▶ Task brief
Write down, unchanged, the entries from the first line through the line holding "use prometheus::Registry;". Include no other line.

▶ Excerpted records
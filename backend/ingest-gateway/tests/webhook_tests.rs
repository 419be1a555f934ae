use actix_middleware::{CorrelationIdMiddleware, CORRELATION_ID_HEADER};
use actix_web::{http::StatusCode, test, web, App};
use event_log::{InMemoryEventLog, StreamConfig};
use event_schema::{testing, FunnelStage, Source};
use ingest_gateway::batcher::{BatcherSettings, IngressBatcher};
use ingest_gateway::handlers::{BulkResponse, WebhookResponse};
use ingest_gateway::health::HealthResponse;
use ingest_gateway::publisher::{DurablePublisher, PublisherSettings};
use ingest_gateway::{configure, json_config, AppState};
use pipeline_metrics::AtomicPipelineMetrics;
use prometheus::Registry;
use resilience::RetryConfig;
use serde_json::{json, Value};
use std::sync::Arc;
use std::time::{Duration, Instant};

async fn source_log() -> InMemoryEventLog {
    InMemoryEventLog::with_streams(Source::ALL.iter().map(|s| StreamConfig::for_source(*s))).await
}

fn app_state(
    log: &InMemoryEventLog,
    metrics: Arc<AtomicPipelineMetrics>,
    max_bulk_events: usize,
) -> web::Data<AppState> {
    let log: Arc<dyn event_log::DurableLog> = Arc::new(log.clone());
    let publisher = Arc::new(DurablePublisher::new(
        log.clone(),
        metrics.clone(),
        PublisherSettings {
            retry: RetryConfig {
                max_attempts: 2,
                initial_backoff: Duration::from_millis(1),
                max_backoff: Duration::from_millis(2),
                jitter: false,
                ..Default::default()
            },
            inter_batch_delay: Duration::ZERO,
            ..Default::default()
        },
    ));
    let batcher = IngressBatcher::new(
        publisher,
        metrics,
        BatcherSettings {
            inter_batch_delay: Duration::ZERO,
            max_bulk_events,
            ..Default::default()
        },
    );

    web::Data::new(AppState {
        batcher,
        log,
        registry: Registry::new(),
        started_at: Instant::now(),
    })
}

macro_rules! gateway_app {
    ($state:expr) => {
        test::init_service(
            App::new()
                .app_data($state.clone())
                .app_data(json_config(64 * 1024 * 1024))
                .wrap(CorrelationIdMiddleware)
                .configure(configure),
        )
        .await
    };
}

fn facebook_batch(count: usize) -> Vec<Value> {
    (0..count)
        .map(|i| testing::facebook_top_json(&format!("fb-{}", i)))
        .collect()
}

#[actix_web::test]
async fn test_bulk_of_valid_events_is_fully_processed() {
    let log = source_log().await;
    let metrics = Arc::new(AtomicPipelineMetrics::new());
    let state = app_state(&log, metrics.clone(), 50_000);
    let app = gateway_app!(state);

    let req = test::TestRequest::post()
        .uri("/webhook/events/bulk")
        .set_json(json!({ "events": facebook_batch(1000) }))
        .to_request();
    let resp = test::call_service(&app, req).await;
    assert_eq!(resp.status(), StatusCode::OK);

    let body: Value = test::read_body_json(resp).await;
    assert_eq!(body["success"], true);
    assert_eq!(body["processed"], 1000);
    assert_eq!(body["failed"], 0);
    assert!(body.get("errors").is_none());

    assert_eq!(log.stream_len("FACEBOOK_EVENTS").await, 1000);
    assert_eq!(
        metrics.snapshot(Source::Facebook, FunnelStage::Top).processed,
        1000
    );
}

#[actix_web::test]
async fn test_one_malformed_element_does_not_block_the_rest() {
    let log = source_log().await;
    let state = app_state(&log, Arc::new(AtomicPipelineMetrics::new()), 50_000);
    let app = gateway_app!(state);

    let mut events = facebook_batch(999);
    events.insert(500, json!({ "eventId": "broken", "source": "facebook" }));

    let req = test::TestRequest::post()
        .uri("/webhook/events/bulk")
        .set_json(json!({ "events": events }))
        .to_request();
    let body: BulkResponse = test::call_and_read_body_json(&app, req).await;

    assert!(!body.success);
    assert_eq!(body.processed, 999);
    assert_eq!(body.failed, 1);
    assert_eq!(body.errors.len(), 1);
    assert!(body.errors[0].starts_with("event[500] (broken): "));
    assert_eq!(log.stream_len("FACEBOOK_EVENTS").await, 999);
}

#[actix_web::test]
async fn test_mixed_sources_land_in_their_own_streams() {
    let log = source_log().await;
    let state = app_state(&log, Arc::new(AtomicPipelineMetrics::new()), 50_000);
    let app = gateway_app!(state);

    let events = vec![
        testing::facebook_top_json("fb-1"),
        testing::tiktok_top_json("tt-1"),
        testing::tiktok_purchase_json("tt-2", Some("19.99")),
    ];
    let req = test::TestRequest::post()
        .uri("/webhook/events/bulk")
        .set_json(json!({ "events": events }))
        .to_request();
    let body: BulkResponse = test::call_and_read_body_json(&app, req).await;

    assert_eq!(body.processed, 3);
    assert_eq!(log.stream_len("FACEBOOK_EVENTS").await, 1);
    assert_eq!(log.stream_len("TIKTOK_EVENTS").await, 2);
}

#[actix_web::test]
async fn test_bulk_over_limit_is_rejected_whole() {
    let log = source_log().await;
    let state = app_state(&log, Arc::new(AtomicPipelineMetrics::new()), 5);
    let app = gateway_app!(state);

    let req = test::TestRequest::post()
        .uri("/webhook/events/bulk")
        .set_json(json!({ "events": facebook_batch(6) }))
        .to_request();
    let resp = test::call_service(&app, req).await;
    assert_eq!(resp.status(), StatusCode::OK);

    let body: BulkResponse = test::read_body_json(resp).await;
    assert!(!body.success);
    assert_eq!(body.processed, 0);
    assert_eq!(body.failed, 6);
    assert_eq!(log.stream_len("FACEBOOK_EVENTS").await, 0);
}

#[actix_web::test]
async fn test_malformed_json_is_the_only_400() {
    let log = source_log().await;
    let state = app_state(&log, Arc::new(AtomicPipelineMetrics::new()), 50_000);
    let app = gateway_app!(state);

    for uri in ["/webhook/events", "/webhook/events/bulk"] {
        let req = test::TestRequest::post()
            .uri(uri)
            .insert_header(("content-type", "application/json"))
            .set_payload("{\"events\": [")
            .to_request();
        let resp = test::call_service(&app, req).await;
        assert_eq!(resp.status(), StatusCode::BAD_REQUEST);

        let body: WebhookResponse = test::read_body_json(resp).await;
        assert!(!body.success);
    }
}

#[actix_web::test]
async fn test_single_event_echoes_correlation_id() {
    let log = source_log().await;
    let state = app_state(&log, Arc::new(AtomicPipelineMetrics::new()), 50_000);
    let app = gateway_app!(state);

    let req = test::TestRequest::post()
        .uri("/webhook/events")
        .insert_header((CORRELATION_ID_HEADER, "corr-abc"))
        .set_json(testing::facebook_bottom_json("fb-9", "checkout.complete", Some("42.00")))
        .to_request();
    let resp = test::call_service(&app, req).await;

    assert_eq!(resp.status(), StatusCode::OK);
    assert_eq!(
        resp.headers().get(CORRELATION_ID_HEADER).unwrap(),
        "corr-abc"
    );
    let body: WebhookResponse = test::read_body_json(resp).await;
    assert!(body.success);
    assert_eq!(body.message, "Event processed successfully");

    let payloads = log.stored_payloads("FACEBOOK_EVENTS").await;
    let envelope = event_schema::PublishEnvelope::from_slice(&payloads[0]).unwrap();
    assert_eq!(envelope.correlation_id, "corr-abc");
}

#[actix_web::test]
async fn test_invalid_single_event_is_reported_with_200() {
    let log = source_log().await;
    let metrics = Arc::new(AtomicPipelineMetrics::new());
    let state = app_state(&log, metrics.clone(), 50_000);
    let app = gateway_app!(state);

    let mut event = testing::tiktok_top_json("tt-1");
    event["eventType"] = json!("checkout.complete");

    let req = test::TestRequest::post()
        .uri("/webhook/events")
        .set_json(event)
        .to_request();
    let resp = test::call_service(&app, req).await;
    assert_eq!(resp.status(), StatusCode::OK);

    let body: WebhookResponse = test::read_body_json(resp).await;
    assert!(!body.success);
    assert!(body.message.starts_with("Invalid event format: "));
    assert_eq!(metrics.snapshot(Source::Tiktok, FunnelStage::Top).failed, 1);
    assert_eq!(log.stream_len("TIKTOK_EVENTS").await, 0);
}

#[actix_web::test]
async fn test_broker_down_reports_publish_failure_and_degraded_health() {
    let log = source_log().await;
    log.set_available(false);
    let state = app_state(&log, Arc::new(AtomicPipelineMetrics::new()), 50_000);
    let app = gateway_app!(state);

    let req = test::TestRequest::post()
        .uri("/webhook/events")
        .set_json(testing::facebook_top_json("fb-1"))
        .to_request();
    let body: WebhookResponse = test::call_and_read_body_json(&app, req).await;
    assert!(!body.success);
    assert_eq!(body.message, "Failed to publish event");

    let req = test::TestRequest::get().uri("/health").to_request();
    let health: HealthResponse = test::call_and_read_body_json(&app, req).await;
    assert_eq!(health.status, "degraded");
    assert_eq!(health.dependencies.broker, "disconnected");

    let req = test::TestRequest::get().uri("/health/readiness").to_request();
    let resp = test::call_service(&app, req).await;
    assert_eq!(resp.status(), StatusCode::SERVICE_UNAVAILABLE);

    let req = test::TestRequest::get().uri("/health/liveness").to_request();
    let resp = test::call_service(&app, req).await;
    assert_eq!(resp.status(), StatusCode::OK);
}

▶ Result of this exercise
filename backend/ingest-gateway/tests/webhook_tests.rs
repository 419be1a555f934ae
use actix_middleware::{CorrelationIdMiddleware, CORRELATION_ID_HEADER};
use actix_web::{http::StatusCode, test, web, App};
use event_log::{InMemoryEventLog, StreamConfig};
use event_schema::{testing, FunnelStage, Source};
use ingest_gateway::batcher::{BatcherSettings, IngressBatcher};
use ingest_gateway::handlers::{BulkResponse, WebhookResponse};
use ingest_gateway::health::HealthResponse;
use ingest_gateway::publisher::{DurablePublisher, PublisherSettings};
use ingest_gateway::{configure, json_config, AppState};
use pipeline_metrics::AtomicPipelineMetrics;
use prometheus::Registry;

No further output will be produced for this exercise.